La Poesia resta sempre e in ogni caso il centro propulsore da cui si irradiano le sue opere, i suoi versi e la sua attività. Pur nell’accuratezza formale e stilistica dei suoi versi, la poesia di Arminio mira a essere semplice e diretta, per poter giungere a tutti e veicolare messaggi e temi di pregnante quotidianità e attualità. In un mondo in divenire, nel quale la Rete è divenuta imprescindibile, è anche importante, cosa su cui lui stesso ha riflettuto, che la poesia si avvicini alla Rete e giunga in tal modo più facilmente ai giovani, nativi digitali. Soprattutto in questo delicato periodo di pandemia, la poesia, la letteratura, la cultura in generale, hanno sofferto il clima di straniamento e occlusione esistenziale, come molti altri settori, anzi a volte anche di più. Eppure, talvolta, hanno rappresentato per alcuni un’ancora di salvezza, con la remota speranza di risollevarsi.
Non per ultima, la sua attitudine, anzi missione, di paesologo l’ha portato a ideare e dirigere il Festival della paesologia “La luna e i calanchi” ad Aliano, ma anche a fondare l’innovativa e originale “Casa della paesologia”: grandi stimoli, anche per i più giovani, per comprendere l’importanza dei luoghi e l’interconnessione tra essi e la letteratura, la poesia, la storia.

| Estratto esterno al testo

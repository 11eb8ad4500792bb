use colored::{Color, Colorize};

/// Icon and colour for one kind of status line.
#[derive(Clone, Copy)]
pub struct Tone {
    pub icon: &'static str,
    pub color: Color,
}

impl Tone {
    const fn new(icon: &'static str, color: Color) -> Self {
        Self { icon, color }
    }

    /// The icon alone, coloured unless `plain`.
    pub fn mark(&self, plain: bool) -> String {
        if plain { self.icon.to_string() } else { self.icon.color(self.color).to_string() }
    }

    /// `icon message`, both coloured unless `plain`.
    pub fn line(&self, message: &str, plain: bool) -> String {
        if plain {
            format!("{} {message}", self.icon)
        } else {
            format!("{} {}", self.mark(false), message.color(self.color))
        }
    }
}

pub const SUCCESS: Tone = Tone::new("✓", Color::Green);
pub const ERROR: Tone = Tone::new("✗", Color::Red);
pub const WARNING: Tone = Tone::new("⚠", Color::Yellow);
pub const INFO: Tone = Tone::new("ℹ", Color::Blue);
pub const PROGRESS: Tone = Tone::new("⟳", Color::Cyan);
pub const BULLET: Tone = Tone::new("•", Color::BrightBlack);

/// Colours for help text, headings and key/value rows.
pub struct Palette {
    pub heading: Color,
    pub title: Color,
    pub command: Color,
    pub placeholder: Color,
    pub key: Color,
    pub value: Color,
}

pub const PALETTE: Palette = Palette {
    heading: Color::Cyan,
    title: Color::BrightBlue,
    command: Color::Magenta,
    placeholder: Color::BrightBlack,
    key: Color::BrightCyan,
    value: Color::White,
};

pub const ARROW: &str = "→";
pub const PIN: &str = "📍";

#[cfg(test)]
mod tests {
    use super::*;

    #[test]
    fn plain_lines_keep_icon_and_text() {
        assert_eq!(SUCCESS.line("Joined event 2", true), "✓ Joined event 2");
        assert_eq!(BULLET.mark(true), "•");
    }

    #[test]
    fn coloured_lines_carry_the_text() {
        colored::control::set_override(true);
        let line = WARNING.line("Not going to event 3", false);
        colored::control::unset_override();
        assert!(line.contains("Not going to event 3"));
        assert_ne!(line, "⚠ Not going to event 3");
    }
}
use anyhow::{Context, Result};
use clap::Args;
use waymeet::ConfigContext;

use crate::examples::ExampleGroup;
use crate::output::OutputManager;

pub const EXAMPLES: &[ExampleGroup] = &[ExampleGroup {
    title: "Setup",
    commands: &[
        "waymeet init           # Write .waymeet/config.toml in the current directory",
        "waymeet init --force   # Overwrite an existing config",
    ],
}];

#[derive(Args)]
pub struct InitArgs {
    /// Overwrite an existing config file
    #[arg(long)]
    force: bool,
}

pub fn handle_init(args: InitArgs, output: &OutputManager) -> Result<()> {
    let root = std::env::current_dir().context("Failed to get current directory")?;
    let ctx = ConfigContext::from_root(root).context("Failed to resolve config")?;

    if ctx.config_path.exists() && !args.force {
        output.warning(&format!("{} already exists", ctx.config_path.display()));
        output.info("Use --force to overwrite it.");
        return Ok(());
    }

    ctx.write_default().context("Failed to write config")?;
    output.success(&format!("Wrote {}", ctx.config_path.display()));
    output.key_value("Storage", &format!("{:?}", ctx.config.storage.backend));
    output.key_value("Session file", &ctx.config.storage.path.display().to_string());
    Ok(())
}
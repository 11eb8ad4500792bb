mod commands;
mod context;
mod examples;
mod output;
mod theme;
mod views;

use anyhow::Result;
use clap::{
    ColorChoice, Command, CommandFactory, FromArgMatches, Parser, Subcommand,
    builder::{
        Styles,
        styling::{AnsiColor, Color as ClapColor, RgbColor, Style},
    },
    error::ErrorKind,
};

use colored::{Color as ThemeColor, Colorize, control::ShouldColorize};
use std::fmt::Write;
use std::io::{self, Write as IoWrite};

use commands::{
    chat::{ChatCommands, handle_chat_commands},
    events::{EventsCommands, handle_events_commands},
    explore::{ExploreCommands, handle_explore_commands},
    init::{InitArgs, handle_init},
    locate::handle_locate,
    session::{SessionCommands, handle_session_commands},
    tour::handle_tour,
};
use context::Device;
use examples::{ExampleGroup, command_examples};
use output::{GlobalOptions, OutputFormat, OutputManager};
use theme::{ARROW, ERROR, PALETTE, SUCCESS, WARNING};

const ENVIRONMENT_VARIABLES: &[(&str, &str)] = &[
    ("WAYMEET_STORAGE", "Override the storage backend (memory, file, redis)"),
    ("REDIS_URL", "Redis connection URL when the redis backend is used"),
    ("RUST_LOG", "Log filter, e.g. waymeet=debug"),
];

#[derive(Parser)]
#[command(name = "waymeet")]
#[command(version = "0.1.0")]
#[command(
    about = "Session, events and group chat for the WayMeet event-discovery app",
    long_about = r#"Command line driver for the WayMeet client core.

The signed-in session and the onboarding flag persist through the configured
storage backend. Events and chat start from the sample catalogue on every run.

Commands:
  init      Write a default .waymeet/config.toml
  session   Sign in, sign up, onboard and sign out
  events    Browse, filter, create and join events
  chat      Read and post to an event's group chat
  explore   Places, itineraries and categories
  locate    Resolve the device position
  tour      Run a first session end to end
"#
)]
#[command(subcommand_required = true, arg_required_else_help = true)]
struct Cli {
    /// Output format
    #[arg(long, value_enum, default_value = "table", global = true)]
    output: OutputFormat,

    /// Suppress output (only errors will be shown)
    #[arg(short = 'q', long, global = true)]
    quiet: bool,

    /// Disable colored output
    #[arg(long, global = true)]
    no_color: bool,

    /// Device latitude; without it location permission is denied
    #[arg(long, global = true, allow_negative_numbers = true)]
    lat: Option<f64>,

    /// Device longitude
    #[arg(long, global = true, allow_negative_numbers = true)]
    lon: Option<f64>,

    #[command(subcommand)]
    command: Commands,
}

impl Cli {
    fn parse_with_styles() -> Self {
        let command = build_cli_command();
        let parsed = command
            .styles(help_styles())
            .try_get_matches()
            .and_then(|matches| Cli::from_arg_matches(&matches));
        match parsed {
            Ok(cli) => cli,
            Err(err) => match err.kind() {
                ErrorKind::DisplayHelp | ErrorKind::DisplayVersion => {
                    let _ = print_blank_line_stdout();
                    if let Err(print_err) = err.print()
                        && print_err.kind() != io::ErrorKind::BrokenPipe
                    {
                        eprintln!("Failed to display help: {print_err}");
                    }
                    let _ = print_blank_line_stdout();
                    std::process::exit(0);
                }
                ErrorKind::MissingSubcommand | ErrorKind::DisplayHelpOnMissingArgumentOrSubcommand => {
                    handle_missing_subcommand(err);
                }
                _ => {
                    let exit_code = err.exit_code();
                    let _ = print_blank_line_stderr();
                    if let Err(print_err) = err.print()
                        && print_err.kind() != io::ErrorKind::BrokenPipe
                    {
                        eprintln!("Failed to display error: {print_err}");
                    }
                    let _ = print_blank_line_stderr();
                    std::process::exit(exit_code);
                }
            },
        }
    }
}

fn handle_missing_subcommand(error: clap::error::Error) -> ! {
    let mut command = build_cli_command();
    let command_name = command.get_display_name().unwrap_or_else(|| command.get_name()).to_string();

    let _ = print_blank_line_stderr();
    eprintln!("error: '{command_name}' requires a subcommand but one was not provided");
    let _ = print_blank_line_stderr();

    command = command.styles(help_styles());

    let mut stderr = io::stderr();
    if command.write_long_help(&mut stderr).is_ok() {
        let _ = IoWrite::write_all(&mut stderr, b"\n");
        let _ = IoWrite::flush(&mut stderr);
    }

    let _ = print_blank_line_stderr();
    std::process::exit(error.exit_code());
}

fn build_cli_command() -> Command {
    let use_color = detect_color_support();
    let appendix = render_top_level_appendix(use_color);
    let mut command = Cli::command().after_long_help(appendix);
    command = command.color(if use_color { ColorChoice::Auto } else { ColorChoice::Never });
    attach_command_examples(&mut command, use_color);
    command
}

fn attach_command_examples(command: &mut Command, use_color: bool) {
    for example in command_examples() {
        if let Some(subcommand) = command.find_subcommand_mut(example.name) {
            let help_text = render_examples(example.groups, use_color);
            *subcommand = subcommand.clone().after_long_help(help_text);
        }
    }
}

fn render_examples(groups: &[ExampleGroup], use_color: bool) -> String {
    let mut buffer = String::new();

    let heading = stylize("Examples:", PALETTE.heading, true, use_color);
    let _ = writeln!(buffer, "{heading}");

    for (index, group) in groups.iter().enumerate() {
        let title = stylize(group.title, PALETTE.title, true, use_color);
        let _ = writeln!(buffer, "  {title}");

        for command in group.commands {
            let arrow = stylize(ARROW, PALETTE.command, false, use_color);
            let command_text = stylize(command, PALETTE.command, false, use_color);
            let _ = writeln!(buffer, "    {arrow} {command_text}");
        }

        if index + 1 < groups.len() {
            buffer.push('\n');
        }
    }

    buffer
}

fn render_top_level_appendix(use_color: bool) -> String {
    let mut buffer = String::new();

    let env_heading = stylize("Environment Variables:", PALETTE.heading, true, use_color);
    let _ = writeln!(buffer, "{env_heading}");
    for (key, description) in ENVIRONMENT_VARIABLES {
        let key_text = stylize(key, PALETTE.key, true, use_color);
        let value_text = stylize(description, PALETTE.value, false, use_color);
        let _ = writeln!(buffer, "  {key_text}  {value_text}");
    }

    buffer.push('\n');

    let tip_heading = stylize("Tip:", PALETTE.heading, true, use_color);
    let tip_text = stylize(
        "Use 'waymeet <command> --help' to view examples for each command.",
        PALETTE.command,
        false,
        use_color,
    );
    let _ = writeln!(buffer, "{tip_heading} {tip_text}");

    buffer
}

fn print_blank_line_stdout() -> io::Result<()> {
    let mut stdout = io::stdout();
    IoWrite::write_all(&mut stdout, b"\n")?;
    IoWrite::flush(&mut stdout)
}

fn print_blank_line_stderr() -> io::Result<()> {
    let mut stderr = io::stderr();
    IoWrite::write_all(&mut stderr, b"\n")?;
    IoWrite::flush(&mut stderr)
}

fn stylize(text: &str, color: ThemeColor, bold: bool, use_color: bool) -> String {
    if !use_color {
        return text.to_string();
    }
    let styled = text.color(color);
    if bold { styled.bold().to_string() } else { styled.to_string() }
}

fn detect_color_support() -> bool {
    ShouldColorize::from_env().should_colorize()
}

fn help_styles() -> Styles {
    Styles::styled()
        .usage(style_from_color(PALETTE.title).bold())
        .header(style_from_color(PALETTE.heading).bold())
        .literal(style_from_color(PALETTE.command))
        .placeholder(style_from_color(PALETTE.placeholder))
        .valid(style_from_color(SUCCESS.color))
        .invalid(style_from_color(WARNING.color))
        .error(style_from_color(ERROR.color).bold())
}

fn style_from_color(color: ThemeColor) -> Style {
    Style::new().fg_color(Some(color_to_clap_color(color)))
}

fn color_to_clap_color(color: ThemeColor) -> ClapColor {
    match color {
        ThemeColor::Black => ClapColor::Ansi(AnsiColor::Black),
        ThemeColor::Red => ClapColor::Ansi(AnsiColor::Red),
        ThemeColor::Green => ClapColor::Ansi(AnsiColor::Green),
        ThemeColor::Yellow => ClapColor::Ansi(AnsiColor::Yellow),
        ThemeColor::Blue => ClapColor::Ansi(AnsiColor::Blue),
        ThemeColor::Magenta => ClapColor::Ansi(AnsiColor::Magenta),
        ThemeColor::Cyan => ClapColor::Ansi(AnsiColor::Cyan),
        ThemeColor::White => ClapColor::Ansi(AnsiColor::White),
        ThemeColor::BrightBlack => ClapColor::Ansi(AnsiColor::BrightBlack),
        ThemeColor::BrightRed => ClapColor::Ansi(AnsiColor::BrightRed),
        ThemeColor::BrightGreen => ClapColor::Ansi(AnsiColor::BrightGreen),
        ThemeColor::BrightYellow => ClapColor::Ansi(AnsiColor::BrightYellow),
        ThemeColor::BrightBlue => ClapColor::Ansi(AnsiColor::BrightBlue),
        ThemeColor::BrightMagenta => ClapColor::Ansi(AnsiColor::BrightMagenta),
        ThemeColor::BrightCyan => ClapColor::Ansi(AnsiColor::BrightCyan),
        ThemeColor::BrightWhite => ClapColor::Ansi(AnsiColor::BrightWhite),
        ThemeColor::TrueColor { r, g, b } => ClapColor::Rgb(RgbColor(r, g, b)),
    }
}

#[derive(Subcommand)]
enum Commands {
    /// Write a default config in the current directory
    Init(InitArgs),

    /// Sign in, sign up, onboard and sign out
    #[command(subcommand)]
    Session(SessionCommands),

    /// Browse, filter, create and join events
    #[command(subcommand)]
    Events(EventsCommands),

    /// Read and post to an event's group chat
    #[command(subcommand)]
    Chat(ChatCommands),

    /// Places, itineraries and categories
    #[command(subcommand)]
    Explore(ExploreCommands),

    /// Resolve the device position (or the fallback)
    Locate,

    /// Run a first session end to end on throwaway storage
    Tour,
}

#[tokio::main]
async fn main() {
    env_logger::init();

    let cli = Cli::parse_with_styles();
    if cli.no_color {
        colored::control::set_override(false);
    }

    let _ = print_blank_line_stdout();

    let quiet = cli.quiet;
    let no_color = cli.no_color;
    match execute(cli).await {
        Ok(()) => {
            let _ = print_blank_line_stdout();
        }
        Err(err) => {
            let output = OutputManager::new(GlobalOptions {
                quiet,
                no_color,
                ..Default::default()
            });
            output.error(&format!("{err:#}"));
            let _ = print_blank_line_stdout();
            std::process::exit(1);
        }
    }
}

async fn execute(cli: Cli) -> Result<()> {
    let global_options = GlobalOptions {
        output_format: cli.output,
        quiet: cli.quiet,
        no_color: cli.no_color,
    };

    let output = OutputManager::new(global_options);
    let device = Device::from_args(cli.lat, cli.lon)?;

    match cli.command {
        Commands::Init(args) => handle_init(args, &output)?,
        Commands::Session(command) => handle_session_commands(command, device, &output).await?,
        Commands::Events(command) => handle_events_commands(command, device, &output).await?,
        Commands::Chat(command) => handle_chat_commands(command, device, &output).await?,
        Commands::Explore(command) => handle_explore_commands(command, &output)?,
        Commands::Locate => handle_locate(device, &output).await?,
        Commands::Tour => handle_tour(device, &output).await?,
    }

    Ok(())
}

“La paesologia”, chiarisce infatti Arminio, “è esattamente il contrario della paesanologia; rappresenta dunque una forma di attenzione per i piccoli paesi, per i luoghi a cui spesso non dà attenzione neppure chi vi abita. Mentre il paesanologo si occupa solo del suo paese, del passato del suo paese, il paesologo è maggiormente proiettato verso il futuro, vuole capire che cosa può succedere ai paesi. Basti pensare, per esempio, allo scandaloso stato di abbandono in cui versano molti paesi, con scarso successo per quanto riguarda i servizi o le opportunità di lavoro per i giovani, giungendo addirittura al fatto che nemmeno le case a un euro vengano vendute. È la palese dimostrazione dell’assenza di attrattività che c’è nei piccoli paesi, oltre al fatto che è completamente sbagliato svendere il proprio patrimonio, perché ha un’importanza storica straordinaria: anche una qualsiasi casa di un qualsiasi paese è frutto di sacrifici enormi ed è dunque sacra”.
Insomma, tutto ciò che è emerso da questo proficuo dialogo dimostra ulteriormente quanto sia fondamentale, oggi, la presenza di anime così profonde come quella di Franco Arminio, capaci di fungere da imprescindibili modelli di vita per tutti, coniugando una grande competenza e professionalità a un’essenza sensibile e poetica che permette di riscoprire se stessi partendo dalle proprie origini, dai propri luoghi.